# [DATA RECORDS]
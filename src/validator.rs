// src/validator.rs

pub mod cache;
pub mod client;
pub mod model;

use crate::config::{Config, ValidationDetails};
use crate::error::VerifierError;
use cache::{KeySetCache, SystemClock};
use client::JwksClient;
use jsonwebtoken::{decode, decode_header, Validation};
use model::VerifiedIdentity;
use std::sync::Arc;
use tracing::instrument;

type ClaimSet = serde_json::Map<String, serde_json::Value>;

/// Extracts the token from an `Authorization` header value.
///
/// The scheme is matched case-insensitively and the token is trimmed. An absent
/// header, another scheme, or an empty token is a [`VerifierError::MissingCredential`].
pub fn bearer_token(header: Option<&str>) -> Result<&str, VerifierError> {
    let header = header.ok_or(VerifierError::MissingCredential)?;
    match header.get(..7) {
        Some(scheme) if scheme.eq_ignore_ascii_case("bearer ") => {
            let token = header[7..].trim();
            if token.is_empty() {
                Err(VerifierError::MissingCredential)
            } else {
                Ok(token)
            }
        }
        _ => Err(VerifierError::MissingCredential),
    }
}

/// Resolves bearer tokens to verified identities.
///
/// Create it once at startup and share it; the key set cache inside is
/// process-wide.
pub struct TokenVerifier {
    keys: KeySetCache,
    validation: ValidationDetails,
}

impl TokenVerifier {
    pub fn new(keys: KeySetCache, validation: ValidationDetails) -> Self {
        Self { keys, validation }
    }

    /// Wires the HTTPS key set client and the system clock from `config`.
    pub fn from_config(config: &Config, http_client: reqwest::Client) -> Self {
        let fetcher = JwksClient::new(
            http_client,
            config.key_set.jwks_uri.clone(),
            config.key_set.fetch_timeout,
        );
        let keys = KeySetCache::new(
            Arc::new(fetcher),
            Arc::new(SystemClock),
            config.key_set.freshness_window,
        );
        Self::new(keys, config.validation.clone())
    }

    /// Validates the raw `Authorization` header and returns the caller's identity.
    pub async fn resolve_identity(&self, authorization: Option<&str>) -> Result<VerifiedIdentity, VerifierError> {
        let token = bearer_token(authorization)?;
        self.verify(token).await
    }

    /// Verifies a bare token.
    ///
    /// 1. Reads `kid` from the unverified header.
    /// 2. Resolves the key through the cache (with one forced refresh on a miss).
    /// 3. Checks signature and time claims. Audience is not checked.
    /// 4. Requires a non-empty `sub`.
    #[instrument(skip(self, token), err)]
    pub async fn verify(&self, token: &str) -> Result<VerifiedIdentity, VerifierError> {
        let header = decode_header(token).map_err(|e| VerifierError::MalformedToken(e.to_string()))?;
        let kid = header
            .kid
            .ok_or_else(|| VerifierError::MalformedToken("token header has no 'kid'".to_string()))?;

        let key = self.keys.key_for(&kid).await?;

        let mut validation = Validation::new(self.validation.algorithm);
        validation.leeway = self.validation.leeway.as_secs();
        // Tokens come from a single first-party client; the audience is not enforced.
        validation.validate_aud = false;

        let token_data = decode::<ClaimSet>(token, &key, &validation)?;
        VerifiedIdentity::from_claims(token_data.claims).ok_or(VerifierError::InvalidPayload)
    }
}

#[cfg(test)]
mod tests {
    use super::cache::tests::{ManualClock, ScriptedFetcher};
    use super::*;
    use jsonwebtoken::{encode, EncodingKey, Header};
    use std::time::Duration;

    fn verifier_with(fetcher: Arc<ScriptedFetcher>) -> TokenVerifier {
        let keys = KeySetCache::new(fetcher, Arc::new(ManualClock::new()), Duration::from_secs(600));
        TokenVerifier::new(keys, ValidationDetails::default())
    }

    fn hs256_token(kid: Option<&str>) -> String {
        let mut header = Header::new(jsonwebtoken::Algorithm::HS256);
        header.kid = kid.map(str::to_string);
        let claims = serde_json::json!({ "sub": "abc", "exp": 4_102_444_800u64 });
        encode(&header, &claims, &EncodingKey::from_secret(b"not-the-provider")).unwrap()
    }

    #[test]
    fn test_bearer_token_accepts_any_scheme_case() {
        assert_eq!(bearer_token(Some("Bearer abc")).unwrap(), "abc");
        assert_eq!(bearer_token(Some("bearer abc")).unwrap(), "abc");
        assert_eq!(bearer_token(Some("BEARER   abc  ")).unwrap(), "abc");
    }

    #[test]
    fn test_bearer_token_rejects_missing_or_malformed_headers() {
        for header in [None, Some(""), Some("Bearer"), Some("Bearer "), Some("Bearer    "), Some("Basic abc"), Some("Token abc"), Some("Bearerabc"), Some("ñññ")] {
            assert!(
                matches!(bearer_token(header), Err(VerifierError::MissingCredential)),
                "expected MissingCredential for {header:?}"
            );
        }
    }

    #[tokio::test]
    async fn test_missing_header_never_fetches() {
        let fetcher = Arc::new(ScriptedFetcher::new(vec![vec!["k1"]]));
        let verifier = verifier_with(fetcher.clone());

        let result = verifier.resolve_identity(None).await;
        assert!(matches!(result, Err(VerifierError::MissingCredential)));
        assert_eq!(fetcher.calls(), 0);
    }

    #[tokio::test]
    async fn test_token_without_kid_is_malformed() {
        let fetcher = Arc::new(ScriptedFetcher::new(vec![vec!["k1"]]));
        let verifier = verifier_with(fetcher.clone());

        let header = format!("Bearer {}", hs256_token(None));
        let result = verifier.resolve_identity(Some(&header)).await;
        assert!(matches!(result, Err(VerifierError::MalformedToken(_))));
        assert_eq!(fetcher.calls(), 0);
    }

    #[tokio::test]
    async fn test_unparseable_token_is_malformed() {
        let verifier = verifier_with(Arc::new(ScriptedFetcher::new(vec![vec!["k1"]])));

        for token in ["not-a-jwt", "a.b", "!!!.@@@.###"] {
            let result = verifier.verify(token).await;
            assert!(matches!(result, Err(VerifierError::MalformedToken(_))), "token {token}");
        }
    }

    #[tokio::test]
    async fn test_unknown_kid_fails_after_one_forced_refresh() {
        let fetcher = Arc::new(ScriptedFetcher::new(vec![vec!["k1"]]));
        let verifier = verifier_with(fetcher.clone());

        let result = verifier.verify(&hs256_token(Some("rotated-away"))).await;
        assert!(matches!(result, Err(VerifierError::UnknownSigningKey(_))));
        assert_eq!(fetcher.calls(), 2);
    }

    #[tokio::test]
    async fn test_wrong_algorithm_is_invalid_credential() {
        let fetcher = Arc::new(ScriptedFetcher::new(vec![vec!["k1"]]));
        let verifier = verifier_with(fetcher);

        let result = verifier.verify(&hs256_token(Some("k1"))).await;
        assert!(matches!(result, Err(VerifierError::InvalidCredential(_))));
    }
}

# [PROBLEM]
All records are to be restated exactly, from the first line to the last line.

# [WRITTEN SOLUTION]
filename src/validator.rs
// src/validator.rs

pub mod cache;
pub mod client;
pub mod model;

use crate::config::{Config, ValidationDetails};
use crate::error::VerifierError;
use cache::{KeySetCache, SystemClock};
use client::JwksClient;
use jsonwebtoken::{decode, decode_header, Validation};
use model::VerifiedIdentity;
use std::sync::Arc;
use tracing::instrument;

type ClaimSet = serde_json::Map<String, serde_json::Value>;

/// Extracts the token from an `Authorization` header value.
///
/// The scheme is matched case-insensitively and the token is trimmed. An absent
/// header, another scheme, or an empty token is a [`VerifierError::MissingCredential`].
pub fn bearer_token(header: Option<&str>) -> Result<&str, VerifierError> {
    let header = header.ok_or(VerifierError::MissingCredential)?;
    match header.get(..7) {
        Some(scheme) if scheme.eq_ignore_ascii_case("bearer ") => {
            let token = header[7..].trim();
            if token.is_empty() {
                Err(VerifierError::MissingCredential)
            } else {
                Ok(token)
            }
        }
        _ => Err(VerifierError::MissingCredential),
    }
}

/// Resolves bearer tokens to verified identities.
///
/// Create it once at startup and share it; the key set cache inside is
/// process-wide.
pub struct TokenVerifier {
    keys: KeySetCache,
    validation: ValidationDetails,
}

impl TokenVerifier {
    pub fn new(keys: KeySetCache, validation: ValidationDetails) -> Self {
        Self { keys, validation }
    }

    /// Wires the HTTPS key set client and the system clock from `config`.
    pub fn from_config(config: &Config, http_client: reqwest::Client) -> Self {
        let fetcher = JwksClient::new(
            http_client,
            config.key_set.jwks_uri.clone(),
            config.key_set.fetch_timeout,
        );
        let keys = KeySetCache::new(
            Arc::new(fetcher),
            Arc::new(SystemClock),
            config.key_set.freshness_window,
        );
        Self::new(keys, config.validation.clone())
    }

    /// Validates the raw `Authorization` header and returns the caller's identity.
    pub async fn resolve_identity(&self, authorization: Option<&str>) -> Result<VerifiedIdentity, VerifierError> {
        let token = bearer_token(authorization)?;
        self.verify(token).await
    }

    /// Verifies a bare token.
    ///
    /// 1. Reads `kid` from the unverified header.
    /// 2. Resolves the key through the cache (with one forced refresh on a miss).
    /// 3. Checks signature and time claims. Audience is not checked.
    /// 4. Requires a non-empty `sub`.
    #[instrument(skip(self, token), err)]
    pub async fn verify(&self, token: &str) -> Result<VerifiedIdentity, VerifierError> {
        let header = decode_header(token).map_err(|e| VerifierError::MalformedToken(e.to_string()))?;
        let kid = header
            .kid
            .ok_or_else(|| VerifierError::MalformedToken("token header has no 'kid'".to_string()))?;

        let key = self.keys.key_for(&kid).await?;

        let mut validation = Validation::new(self.validation.algorithm);
        validation.leeway = self.validation.leeway.as_secs();
        // Tokens come from a single first-party client; the audience is not enforced.
        validation.validate_aud = false;

        let token_data = decode::<ClaimSet>(token, &key, &validation)?;
        VerifiedIdentity::from_claims(token_data.claims).ok_or(VerifierError::InvalidPayload)
    }
}

#[cfg(test)]
mod tests {
    use super::cache::tests::{ManualClock, ScriptedFetcher};
    use super::*;
    use jsonwebtoken::{encode, EncodingKey, Header};
    use std::time::Duration;

    fn verifier_with(fetcher: Arc<ScriptedFetcher>) -> TokenVerifier {
        let keys = KeySetCache::new(fetcher, Arc::new(ManualClock::new()), Duration::from_secs(600));
        TokenVerifier::new(keys, ValidationDetails::default())
    }

    fn hs256_token(kid: Option<&str>) -> String {
        let mut header = Header::new(jsonwebtoken::Algorithm::HS256);
        header.kid = kid.map(str::to_string);
        let claims = serde_json::json!({ "sub": "abc", "exp": 4_102_444_800u64 });
        encode(&header, &claims, &EncodingKey::from_secret(b"not-the-provider")).unwrap()
    }

    #[test]
    fn test_bearer_token_accepts_any_scheme_case() {
        assert_eq!(bearer_token(Some("Bearer abc")).unwrap(), "abc");
        assert_eq!(bearer_token(Some("bearer abc")).unwrap(), "abc");
        assert_eq!(bearer_token(Some("BEARER   abc  ")).unwrap(), "abc");
    }

    #[test]
    fn test_bearer_token_rejects_missing_or_malformed_headers() {
        for header in [None, Some(""), Some("Bearer"), Some("Bearer "), Some("Bearer    "), Some("Basic abc"), Some("Token abc"), Some("Bearerabc"), Some("ñññ")] {
            assert!(
                matches!(bearer_token(header), Err(VerifierError::MissingCredential)),
                "expected MissingCredential for {header:?}"
            );
        }
    }

    #[tokio::test]
    async fn test_missing_header_never_fetches() {
        let fetcher = Arc::new(ScriptedFetcher::new(vec![vec!["k1"]]));
        let verifier = verifier_with(fetcher.clone());

        let result = verifier.resolve_identity(None).await;
        assert!(matches!(result, Err(VerifierError::MissingCredential)));
        assert_eq!(fetcher.calls(), 0);
    }

    #[tokio::test]
    async fn test_token_without_kid_is_malformed() {
        let fetcher = Arc::new(ScriptedFetcher::new(vec![vec!["k1"]]));
        let verifier = verifier_with(fetcher.clone());

        let header = format!("Bearer {}", hs256_token(None));
        let result = verifier.resolve_identity(Some(&header)).await;
        assert!(matches!(result, Err(VerifierError::MalformedToken(_))));
        assert_eq!(fetcher.calls(), 0);
    }

    #[tokio::test]
    async fn test_unparseable_token_is_malformed() {
        let verifier = verifier_with(Arc::new(ScriptedFetcher::new(vec![vec!["k1"]])));

        for token in ["not-a-jwt", "a.b", "!!!.@@@.###"] {
            let result = verifier.verify(token).await;
            assert!(matches!(result, Err(VerifierError::MalformedToken(_))), "token {token}");
        }
    }

    #[tokio::test]
    async fn test_unknown_kid_fails_after_one_forced_refresh() {
        let fetcher = Arc::new(ScriptedFetcher::new(vec![vec!["k1"]]));
        let verifier = verifier_with(fetcher.clone());

        let result = verifier.verify(&hs256_token(Some("rotated-away"))).await;
        assert!(matches!(result, Err(VerifierError::UnknownSigningKey(_))));
        assert_eq!(fetcher.calls(), 2);
    }

    #[tokio::test]
    async fn test_wrong_algorithm_is_invalid_credential() {
        let fetcher = Arc::new(ScriptedFetcher::new(vec![vec!["k1"]]));
        let verifier = verifier_with(fetcher);

        let result = verifier.verify(&hs256_token(Some("k1"))).await;
        assert!(matches!(result, Err(VerifierError::InvalidCredential(_))));
    }
}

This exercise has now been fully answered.